Top of Input records
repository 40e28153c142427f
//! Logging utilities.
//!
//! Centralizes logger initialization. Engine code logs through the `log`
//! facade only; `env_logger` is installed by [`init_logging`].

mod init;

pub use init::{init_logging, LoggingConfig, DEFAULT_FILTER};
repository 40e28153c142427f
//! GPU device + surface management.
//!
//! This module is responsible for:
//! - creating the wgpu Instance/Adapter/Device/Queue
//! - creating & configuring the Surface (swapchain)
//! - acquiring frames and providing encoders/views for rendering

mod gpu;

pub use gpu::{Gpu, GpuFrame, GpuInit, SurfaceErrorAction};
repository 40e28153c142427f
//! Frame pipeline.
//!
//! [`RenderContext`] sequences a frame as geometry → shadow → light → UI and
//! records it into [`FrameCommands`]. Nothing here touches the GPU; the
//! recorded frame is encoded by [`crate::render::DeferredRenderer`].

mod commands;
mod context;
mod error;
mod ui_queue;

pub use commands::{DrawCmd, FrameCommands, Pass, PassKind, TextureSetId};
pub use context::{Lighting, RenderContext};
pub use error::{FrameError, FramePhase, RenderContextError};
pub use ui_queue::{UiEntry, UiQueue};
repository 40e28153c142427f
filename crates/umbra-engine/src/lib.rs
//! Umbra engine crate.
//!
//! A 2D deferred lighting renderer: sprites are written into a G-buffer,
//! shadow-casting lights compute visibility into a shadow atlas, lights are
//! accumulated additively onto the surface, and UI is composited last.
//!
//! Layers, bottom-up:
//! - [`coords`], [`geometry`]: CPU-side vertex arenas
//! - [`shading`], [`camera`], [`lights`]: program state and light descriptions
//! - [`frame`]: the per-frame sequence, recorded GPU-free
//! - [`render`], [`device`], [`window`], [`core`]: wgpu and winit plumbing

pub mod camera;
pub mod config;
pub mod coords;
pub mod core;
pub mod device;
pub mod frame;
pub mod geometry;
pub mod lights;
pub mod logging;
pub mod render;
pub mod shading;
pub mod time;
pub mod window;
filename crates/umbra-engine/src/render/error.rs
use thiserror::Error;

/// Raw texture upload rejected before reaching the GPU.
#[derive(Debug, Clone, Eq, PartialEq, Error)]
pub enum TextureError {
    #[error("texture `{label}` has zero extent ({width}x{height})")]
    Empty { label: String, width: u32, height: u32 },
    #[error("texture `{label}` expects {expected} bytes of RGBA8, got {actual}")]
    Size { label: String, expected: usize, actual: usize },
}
Bottom of Input records
Top of Input records
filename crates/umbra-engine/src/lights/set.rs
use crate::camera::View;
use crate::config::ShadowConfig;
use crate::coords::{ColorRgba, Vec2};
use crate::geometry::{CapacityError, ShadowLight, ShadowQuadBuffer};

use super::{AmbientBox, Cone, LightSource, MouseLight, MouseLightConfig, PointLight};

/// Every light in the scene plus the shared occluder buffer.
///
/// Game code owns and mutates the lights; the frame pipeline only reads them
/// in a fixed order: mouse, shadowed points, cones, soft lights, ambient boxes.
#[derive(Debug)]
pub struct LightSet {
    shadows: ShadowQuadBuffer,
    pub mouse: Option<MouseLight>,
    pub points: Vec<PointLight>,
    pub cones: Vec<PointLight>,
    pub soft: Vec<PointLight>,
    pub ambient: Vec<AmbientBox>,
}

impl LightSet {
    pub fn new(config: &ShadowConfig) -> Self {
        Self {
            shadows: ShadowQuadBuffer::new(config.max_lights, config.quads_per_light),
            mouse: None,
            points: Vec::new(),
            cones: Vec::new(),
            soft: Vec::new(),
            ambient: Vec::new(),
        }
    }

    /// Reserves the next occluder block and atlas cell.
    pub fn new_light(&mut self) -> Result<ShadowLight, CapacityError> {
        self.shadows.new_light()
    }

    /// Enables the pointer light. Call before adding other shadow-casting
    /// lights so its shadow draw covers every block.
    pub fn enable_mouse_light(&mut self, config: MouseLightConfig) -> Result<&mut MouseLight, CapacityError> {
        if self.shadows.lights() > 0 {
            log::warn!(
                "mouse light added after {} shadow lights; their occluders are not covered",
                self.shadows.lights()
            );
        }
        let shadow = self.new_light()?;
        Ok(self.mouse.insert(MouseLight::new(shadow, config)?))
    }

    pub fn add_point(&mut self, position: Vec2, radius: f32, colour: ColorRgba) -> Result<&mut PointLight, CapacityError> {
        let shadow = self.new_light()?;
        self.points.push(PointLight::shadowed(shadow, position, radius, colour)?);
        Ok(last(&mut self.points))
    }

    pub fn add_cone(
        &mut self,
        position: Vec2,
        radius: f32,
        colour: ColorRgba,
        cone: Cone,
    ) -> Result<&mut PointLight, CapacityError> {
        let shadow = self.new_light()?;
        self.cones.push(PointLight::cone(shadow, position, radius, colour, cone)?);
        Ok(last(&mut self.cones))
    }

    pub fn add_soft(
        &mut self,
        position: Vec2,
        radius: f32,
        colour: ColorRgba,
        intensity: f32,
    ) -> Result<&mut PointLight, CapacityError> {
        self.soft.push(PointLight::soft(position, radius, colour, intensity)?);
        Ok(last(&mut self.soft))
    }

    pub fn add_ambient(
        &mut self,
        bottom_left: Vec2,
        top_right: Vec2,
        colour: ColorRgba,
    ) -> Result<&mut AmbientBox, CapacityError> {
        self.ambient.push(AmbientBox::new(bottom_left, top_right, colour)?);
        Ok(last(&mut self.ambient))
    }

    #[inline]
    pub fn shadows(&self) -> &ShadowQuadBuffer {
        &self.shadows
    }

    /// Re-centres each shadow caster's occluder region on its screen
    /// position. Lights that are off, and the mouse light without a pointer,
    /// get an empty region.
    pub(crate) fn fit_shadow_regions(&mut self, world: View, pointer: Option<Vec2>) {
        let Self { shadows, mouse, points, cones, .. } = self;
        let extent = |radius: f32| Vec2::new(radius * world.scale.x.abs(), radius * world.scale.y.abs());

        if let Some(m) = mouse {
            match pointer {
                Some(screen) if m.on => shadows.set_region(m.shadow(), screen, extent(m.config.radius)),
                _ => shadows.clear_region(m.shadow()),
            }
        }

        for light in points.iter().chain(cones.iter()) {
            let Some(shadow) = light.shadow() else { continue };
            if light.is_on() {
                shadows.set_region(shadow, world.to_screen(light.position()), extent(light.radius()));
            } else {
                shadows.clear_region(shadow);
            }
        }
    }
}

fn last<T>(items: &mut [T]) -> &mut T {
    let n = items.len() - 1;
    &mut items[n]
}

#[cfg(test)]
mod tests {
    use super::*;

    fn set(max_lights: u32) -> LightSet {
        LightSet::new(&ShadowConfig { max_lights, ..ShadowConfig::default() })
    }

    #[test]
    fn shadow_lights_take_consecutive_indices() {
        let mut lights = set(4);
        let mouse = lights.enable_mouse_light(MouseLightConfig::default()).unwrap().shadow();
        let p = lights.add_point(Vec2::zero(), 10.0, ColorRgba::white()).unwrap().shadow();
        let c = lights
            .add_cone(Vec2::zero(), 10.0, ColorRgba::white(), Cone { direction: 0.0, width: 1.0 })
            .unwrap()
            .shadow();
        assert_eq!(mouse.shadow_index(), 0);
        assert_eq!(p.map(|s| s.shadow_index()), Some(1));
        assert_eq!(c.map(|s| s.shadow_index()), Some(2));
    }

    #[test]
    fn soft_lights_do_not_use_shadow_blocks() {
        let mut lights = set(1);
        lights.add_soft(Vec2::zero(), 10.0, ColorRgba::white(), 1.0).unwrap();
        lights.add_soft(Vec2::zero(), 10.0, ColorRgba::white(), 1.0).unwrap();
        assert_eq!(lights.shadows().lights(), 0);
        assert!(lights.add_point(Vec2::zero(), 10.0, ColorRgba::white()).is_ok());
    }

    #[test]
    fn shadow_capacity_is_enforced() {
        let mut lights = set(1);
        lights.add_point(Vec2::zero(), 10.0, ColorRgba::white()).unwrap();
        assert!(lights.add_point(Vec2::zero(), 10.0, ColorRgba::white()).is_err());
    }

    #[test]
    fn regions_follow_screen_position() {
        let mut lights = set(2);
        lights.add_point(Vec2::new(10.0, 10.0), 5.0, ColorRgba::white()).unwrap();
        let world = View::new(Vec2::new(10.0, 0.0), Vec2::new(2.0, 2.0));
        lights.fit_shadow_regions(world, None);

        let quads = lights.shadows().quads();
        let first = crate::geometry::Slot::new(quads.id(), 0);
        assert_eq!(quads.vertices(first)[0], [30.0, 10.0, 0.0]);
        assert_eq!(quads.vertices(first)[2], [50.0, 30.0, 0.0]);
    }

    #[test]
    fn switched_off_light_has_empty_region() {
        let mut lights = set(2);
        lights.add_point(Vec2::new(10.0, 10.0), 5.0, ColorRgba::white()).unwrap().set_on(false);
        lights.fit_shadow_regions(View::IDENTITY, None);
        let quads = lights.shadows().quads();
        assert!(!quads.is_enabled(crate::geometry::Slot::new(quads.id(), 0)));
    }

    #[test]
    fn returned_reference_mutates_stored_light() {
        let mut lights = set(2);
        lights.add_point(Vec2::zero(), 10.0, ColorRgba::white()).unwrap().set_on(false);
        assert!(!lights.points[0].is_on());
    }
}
Bottom of Input records
Top of Input records
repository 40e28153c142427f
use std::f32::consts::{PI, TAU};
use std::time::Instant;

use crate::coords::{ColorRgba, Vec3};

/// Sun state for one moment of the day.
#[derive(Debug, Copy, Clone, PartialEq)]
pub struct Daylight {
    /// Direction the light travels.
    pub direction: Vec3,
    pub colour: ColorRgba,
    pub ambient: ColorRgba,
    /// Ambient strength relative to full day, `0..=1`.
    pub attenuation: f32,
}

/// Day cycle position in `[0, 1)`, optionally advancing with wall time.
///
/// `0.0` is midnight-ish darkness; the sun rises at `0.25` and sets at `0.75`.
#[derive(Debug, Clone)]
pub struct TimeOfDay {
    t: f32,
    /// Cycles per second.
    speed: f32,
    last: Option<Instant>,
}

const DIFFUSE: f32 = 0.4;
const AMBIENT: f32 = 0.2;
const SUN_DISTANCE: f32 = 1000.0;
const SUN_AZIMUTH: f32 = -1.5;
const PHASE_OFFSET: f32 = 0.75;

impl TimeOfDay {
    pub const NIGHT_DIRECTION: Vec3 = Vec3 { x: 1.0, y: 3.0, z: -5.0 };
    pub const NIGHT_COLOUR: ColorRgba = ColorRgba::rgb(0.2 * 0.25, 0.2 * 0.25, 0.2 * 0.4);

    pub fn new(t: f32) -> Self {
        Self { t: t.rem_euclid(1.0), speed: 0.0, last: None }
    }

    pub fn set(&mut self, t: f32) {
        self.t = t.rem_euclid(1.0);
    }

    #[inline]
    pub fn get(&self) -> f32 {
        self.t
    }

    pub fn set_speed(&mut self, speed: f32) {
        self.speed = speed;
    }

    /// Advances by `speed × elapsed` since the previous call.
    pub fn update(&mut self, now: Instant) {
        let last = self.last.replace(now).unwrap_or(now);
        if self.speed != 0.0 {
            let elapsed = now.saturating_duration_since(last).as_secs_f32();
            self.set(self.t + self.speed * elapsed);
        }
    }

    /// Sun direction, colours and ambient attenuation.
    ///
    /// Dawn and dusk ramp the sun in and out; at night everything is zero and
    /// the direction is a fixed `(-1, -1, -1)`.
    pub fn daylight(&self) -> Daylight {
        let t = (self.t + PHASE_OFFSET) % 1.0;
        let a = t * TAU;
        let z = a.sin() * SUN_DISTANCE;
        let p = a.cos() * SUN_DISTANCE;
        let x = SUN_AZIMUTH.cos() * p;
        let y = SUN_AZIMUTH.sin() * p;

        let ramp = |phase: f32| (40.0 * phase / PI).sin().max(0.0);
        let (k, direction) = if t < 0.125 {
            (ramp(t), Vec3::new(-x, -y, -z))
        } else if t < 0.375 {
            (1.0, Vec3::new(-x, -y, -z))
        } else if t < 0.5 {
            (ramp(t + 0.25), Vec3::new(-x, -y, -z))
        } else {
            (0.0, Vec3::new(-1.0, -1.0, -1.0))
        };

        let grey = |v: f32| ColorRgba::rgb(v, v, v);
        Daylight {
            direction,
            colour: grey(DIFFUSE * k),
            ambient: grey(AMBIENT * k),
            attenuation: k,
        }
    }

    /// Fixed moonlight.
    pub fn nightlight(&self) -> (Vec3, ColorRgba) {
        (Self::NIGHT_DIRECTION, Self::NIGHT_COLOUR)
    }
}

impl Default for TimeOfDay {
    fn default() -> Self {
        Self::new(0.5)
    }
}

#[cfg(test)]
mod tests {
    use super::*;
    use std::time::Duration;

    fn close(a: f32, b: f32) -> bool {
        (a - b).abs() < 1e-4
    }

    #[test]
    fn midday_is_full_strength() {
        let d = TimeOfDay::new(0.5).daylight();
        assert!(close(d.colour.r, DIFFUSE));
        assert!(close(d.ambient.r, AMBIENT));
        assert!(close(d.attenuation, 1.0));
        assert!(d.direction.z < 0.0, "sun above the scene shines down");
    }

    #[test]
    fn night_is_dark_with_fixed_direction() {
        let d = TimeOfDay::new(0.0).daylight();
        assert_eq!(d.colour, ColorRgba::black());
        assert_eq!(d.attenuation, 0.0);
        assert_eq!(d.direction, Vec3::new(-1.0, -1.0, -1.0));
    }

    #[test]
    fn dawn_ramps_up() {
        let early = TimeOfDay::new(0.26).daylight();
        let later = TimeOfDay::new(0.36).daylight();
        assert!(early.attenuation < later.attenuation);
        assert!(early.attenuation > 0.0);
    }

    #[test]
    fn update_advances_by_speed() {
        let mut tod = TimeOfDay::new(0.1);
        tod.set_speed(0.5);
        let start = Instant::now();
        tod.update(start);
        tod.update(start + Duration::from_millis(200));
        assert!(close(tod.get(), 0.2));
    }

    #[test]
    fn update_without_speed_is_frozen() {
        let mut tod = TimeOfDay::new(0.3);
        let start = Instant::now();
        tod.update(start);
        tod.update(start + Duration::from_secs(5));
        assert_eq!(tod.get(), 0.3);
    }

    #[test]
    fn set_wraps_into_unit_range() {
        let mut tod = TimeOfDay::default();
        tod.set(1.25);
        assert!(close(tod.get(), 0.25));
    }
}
Bottom of Input records
[What is needed]: Your task is to retype the entries verbatim, starting with the line that holds "pub fn new(t: f32)" and stopping after the line that holds "if self.speed != 0.0".

[Output]:
    pub fn new(t: f32) -> Self {
        Self { t: t.rem_euclid(1.0), speed: 0.0, last: None }
    }

    pub fn set(&mut self, t: f32) {
        self.t = t.rem_euclid(1.0);
    }

    #[inline]
    pub fn get(&self) -> f32 {
        self.t
    }

    pub fn set_speed(&mut self, speed: f32) {
        self.speed = speed;
    }

    /// Advances by `speed × elapsed` since the previous call.
    pub fn update(&mut self, now: Instant) {
        let last = self.last.replace(now).unwrap_or(now);
        if self.speed != 0.0 {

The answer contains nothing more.